I dati raccolti vanno ben oltre i cookie
I cookie sono solo la punta dell’iceberg. I siti moderni usano pixel invisibili, piccole immagini da un pixel che vengono caricate da server di tracking. Ogni volta che una pagina si carica, quel pixel registra la visita e invia i dati al server remoto.
Gli SDK (Software Development Kit) sono ancora più invasivi. Sono pezzi di codice completo che i siti integrano nelle loro pagine o nelle loro app. Non si limitano a tracciare le visite: possono raccogliere dati sul tuo dispositivo, la risoluzione dello schermo, il sistema operativo, i plugin installati, persino il tuo comportamento di scrolling.
Ci sono anche i First Party Data, i dati che il sito raccoglie direttamente da te: email, nome, numero di telefono, indirizzo di spedizione. Questi non passano da cookie di terze parti, ma rimangono sul server del sito e vengono spesso condivisi con partner pubblicitari tramite accordi commerciali.
Cosa succede ai tuoi dati una volta raccolti
I dati non rimangono nel vuoto. Vengono aggregati da piattaforme di Data Management Platform (DMP) che costruiscono profili dettagliati su milioni di utenti. Questi profili vengono segmentati per interesse, comportamento di acquisto, demografia, posizione geografica.
Le piattaforme pubblicitarie come Google Ads e Facebook usano questi dati per targetizzare gli annunci.

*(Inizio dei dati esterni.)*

use std::path::PathBuf;

use clap::{Parser, Subcommand};

use traybridge::cli;
use traybridge::config::{Config, ElicitationMode};
use traybridge::hooks::{self, HookOutcome};

#[derive(Parser)]
#[command(
    name = "traybridge",
    version,
    about = "File-based bridge between assistant sessions and a tray responder"
)]
struct Cli {
    /// State directory root (default: $TRAYBRIDGE_DIR or ~/.traybridge)
    #[arg(long, global = true)]
    root: Option<PathBuf>,

    #[command(subcommand)]
    command: Commands,
}

#[derive(Subcommand)]
enum Commands {
    /// Run a hook (reads the hook document from stdin)
    Hook {
        #[command(subcommand)]
        event: HookEvent,
    },
    /// Poll the state tree and print changes (the responder loop)
    Watch,
    /// List tracked sessions
    Sessions,
    /// List pending requests
    Queue,
    /// Approve a pending permission request
    Approve {
        id: String,
        /// Record the stronger "always allow" intent
        #[arg(long)]
        always: bool,
    },
    /// Deny a pending permission request
    Deny { id: String },
    /// Answer one question of a pending elicitation request
    Answer {
        id: String,
        /// Question index within the request
        #[arg(long)]
        question: usize,
        /// The chosen option label
        #[arg(long)]
        option: String,
    },
    /// Merge the hook configuration into the assistant's settings file
    InstallHooks {
        /// Settings file to merge into (default: ~/.claude/settings.json)
        #[arg(long)]
        settings: Option<PathBuf>,
    },
    /// Show the effective configuration
    Config {
        /// Set the shared elicitation mode instead of printing
        #[arg(long, value_parser = ["terminal", "menubar"])]
        elicitation_mode: Option<String>,
    },
}

#[derive(Subcommand)]
enum HookEvent {
    /// SessionStart: register the session
    SessionStart,
    /// SessionEnd: remove the session
    SessionEnd,
    /// UserPromptSubmit: a new turn begins
    Prompt,
    /// PermissionRequest: block for a tray decision
    Permission,
    /// PreToolUse (AskUserQuestion): publish or block for answers
    Elicitation,
    /// PostToolUse (AskUserQuestion): the question was answered natively
    ElicitationCleanup,
    /// PostToolUse (catch-all): tool activity
    Activity,
    /// Stop: the turn finished
    Stop,
    /// Notification: out-of-band status message
    Notification,
}

#[tokio::main]
async fn main() -> anyhow::Result<()> {
    tracing_subscriber::fmt()
        .with_env_filter(
            tracing_subscriber::EnvFilter::try_from_default_env()
                .unwrap_or_else(|_| tracing_subscriber::EnvFilter::new("warn")),
        )
        .with_writer(std::io::stderr)
        .init();

    let cli = Cli::parse();
    let config = Config::resolve(cli.root.as_deref());

    match cli.command {
        Commands::Hook { event } => {
            let code = run_hook(&config, event).await;
            std::process::exit(code);
        }
        Commands::Watch => cli::watch::run_watch(config).await?,
        Commands::Sessions => cli::sessions::run_sessions(&config).await?,
        Commands::Queue => cli::queue::run_queue(&config).await?,
        Commands::Approve { id, always } => cli::queue::run_approve(&config, &id, always).await?,
        Commands::Deny { id } => cli::queue::run_deny(&config, &id).await?,
        Commands::Answer {
            id,
            question,
            option,
        } => cli::queue::run_answer(&config, &id, question, &option).await?,
        Commands::InstallHooks { settings } => {
            cli::install::run_install_hooks(&config, settings.as_deref()).await?
        }
        Commands::Config { elicitation_mode } => {
            let mode = elicitation_mode.map(|m| match m.as_str() {
                "menubar" => ElicitationMode::Menubar,
                _ => ElicitationMode::Terminal,
            });
            cli::config_cmd::run_config(&config, mode).await?
        }
    }
    Ok(())
}

/// Dispatch one hook invocation to its handler and fold everything, errors
/// included, into the exit-code contract. A hook that cannot do its job
/// must not look like a verdict: blocking hooks fail toward the native
/// prompt (exit 1), status hooks fail silent (exit 0).
async fn run_hook(config: &Config, event: HookEvent) -> i32 {
    let input = match hooks::read_hook_input() {
        Ok(input) => input,
        Err(e) => {
            tracing::warn!("unusable hook input: {e}");
            return match event {
                HookEvent::Permission | HookEvent::Elicitation => {
                    HookOutcome::Fallback.exit_code()
                }
                _ => HookOutcome::Proceed.exit_code(),
            };
        }
    };

    let result = match event {
        HookEvent::SessionStart => hooks::session::run_session_start(config, &input),
        HookEvent::SessionEnd => hooks::session::run_session_end(config, &input),
        HookEvent::Prompt => hooks::activity::run_prompt(config, &input),
        HookEvent::Permission => hooks::permission::run_permission(config, &input).await,
        HookEvent::Elicitation => hooks::elicitation::run_elicitation(config, &input).await,
        HookEvent::ElicitationCleanup => {
            hooks::elicitation::run_elicitation_cleanup(config, &input)
        }
        HookEvent::Activity => hooks::activity::run_activity(config, &input),
        HookEvent::Stop => hooks::activity::run_stop(config, &input),
        HookEvent::Notification => hooks::activity::run_notification(config, &input),
    };

    match result {
        Ok(outcome) => outcome.exit_code(),
        Err(e) => {
            tracing::warn!("hook failed: {e}");
            match event {
                HookEvent::Permission | HookEvent::Elicitation => {
                    HookOutcome::Fallback.exit_code()
                }
                _ => HookOutcome::Proceed.exit_code(),
            }
        }
    }
}
//! Resolve pending requests from the command line. These are the same
//! writes the tray frontend performs from its menu.

use crate::config::Config;
use crate::error::Result;
use crate::store::{self, PendingRequest, PermissionDecision, RequestKind, StateDir};

/// List pending requests across all sessions.
pub async fn run_queue(config: &Config) -> Result<()> {
    let state = StateDir::new(config);
    let pending = store::list_all_pending(&state);

    if pending.is_empty() {
        println!("No pending requests.");
        return Ok(());
    }

    for request in &pending {
        match request.kind {
            RequestKind::Permission => println!(
                "ID: {}\n  Session: {}\n  Kind: permission\n  Request: {}\n  Queued: {}\n",
                request.id,
                request.session_id,
                request.description.as_deref().unwrap_or("-"),
                request.timestamp,
            ),
            RequestKind::Elicitation => {
                println!(
                    "ID: {}\n  Session: {}\n  Kind: elicitation\n  Queued: {}",
                    request.id, request.session_id, request.timestamp,
                );
                for q in &request.questions {
                    println!("  Question {}: {}", q.index, q.question);
                    for opt in &q.options {
                        println!("    - {opt}");
                    }
                }
                println!();
            }
        }
    }

    println!("{} pending request(s)", pending.len());
    Ok(())
}

/// Approve a pending permission request. The blocking producer polling
/// `responses/<id>.json` picks the decision up within its next poll.
pub async fn run_approve(config: &Config, id: &str, always: bool) -> Result<()> {
    let state = StateDir::new(config);
    let request = find_pending(&state, id);

    let decision = if always {
        PermissionDecision::AlwaysAllow
    } else {
        PermissionDecision::Allow
    };
    store::write_decision(&state, &request.id, decision)?;
    eprintln!("traybridge: approved {id}");
    if always {
        eprintln!("  (recorded as 'always allow')");
    }
    Ok(())
}

/// Deny a pending permission request.
pub async fn run_deny(config: &Config, id: &str) -> Result<()> {
    let state = StateDir::new(config);
    let request = find_pending(&state, id);

    store::write_decision(&state, &request.id, PermissionDecision::Deny)?;
    eprintln!("traybridge: denied {id}");
    Ok(())
}

/// Answer one question of a pending elicitation request. Each invocation
/// merges one answer; earlier answers to other questions are kept.
pub async fn run_answer(config: &Config, id: &str, question: usize, option: &str) -> Result<()> {
    let state = StateDir::new(config);
    let request = find_pending(&state, id);

    let Some(q) = request.questions.iter().find(|q| q.index == question) else {
        eprintln!("traybridge: request {id} has no question {question}");
        std::process::exit(1);
    };
    if !q.options.is_empty() && !q.options.iter().any(|o| o == option) {
        eprintln!("traybridge: '{option}' is not an option. Choose one of:");
        for opt in &q.options {
            eprintln!("  - {opt}");
        }
        std::process::exit(1);
    }

    store::merge_answer(&state, &request.id, question, option)?;
    eprintln!("traybridge: answered question {question} of {id}");
    Ok(())
}

fn find_pending(state: &StateDir, id: &str) -> PendingRequest {
    match store::list_all_pending(state).into_iter().find(|r| r.id == id) {
        Some(request) => request,
        None => {
            eprintln!("traybridge: no pending request with id {id}");
            std::process::exit(1);
        }
    }
}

Un inserzionista pagherà di più per raggiungere persone che hanno visitato siti di e-commerce di lusso rispetto a chi naviga solo blog gratuiti.
Alcuni dati vengono venduti a broker specializzati che li distribuiscono a terze parti. Non conoscerai chi compra le tue informazioni, ma sappi che accade regolarmente, spesso in zone grigie della legge.
Le normative cercano di mettere un freno
La GDPR|RGPD europea dal 2018 ha imposto vincoli seri: i siti devono chiedere il consenso esplicito prima di tracciare gli utenti. Lo banner dei cookie che vedi ovunque è figlio di questa regola.
Nel pratico, la situazione è caotica. Molti siti richiedono il consenso ma lo rendono difficile, con il pulsante “Rifiuta tutto” più piccolo di “Accetta tutto”. Alcuni tracciamento avviene comunque, spacciato come “necessario”.
Negli USA manca una normativa nazionale coerente: ci sono solo leggi a livello di singolo stato. La California ha il CCPA, il Virginia il VCDPA. Per le aziende è un incubo di compliance.
Cosa puoi fare per proteggere i tuoi dati
Primo: disabilita i cookie di terze parti dal tuo browser. Chrome, Firefox e Safari hanno opzioni nelle impostazioni privacy. Non è una soluzione perfetta, ma riduce il tracciamento.
Secondo: usa estensioni come uBlock Origin, Privacy Badger o Ghostery che bloccano i tracker noti. Sono gratuite e funzionano davvero.
Terzo: leggi le politiche sulla privacy prima di scaricare app o iscriverti a servizi. So che nessuno lo fa, ma almeno dai un’occhiata al tipo di dati che viene raccolto.
Quarto: considera browser incentrati sulla privacy come Brave o Firefox Focus. Non sono perfetti, ma limitano il tracking di default.
Il web rimane un ecosistema tracciante per disegno. La tecnologia pubblica esiste da anni, le normative stanno migliorando lentamente, ma il cambio vero dipenderà da quanto consumatori e aziende vorranno investire in privacy vera.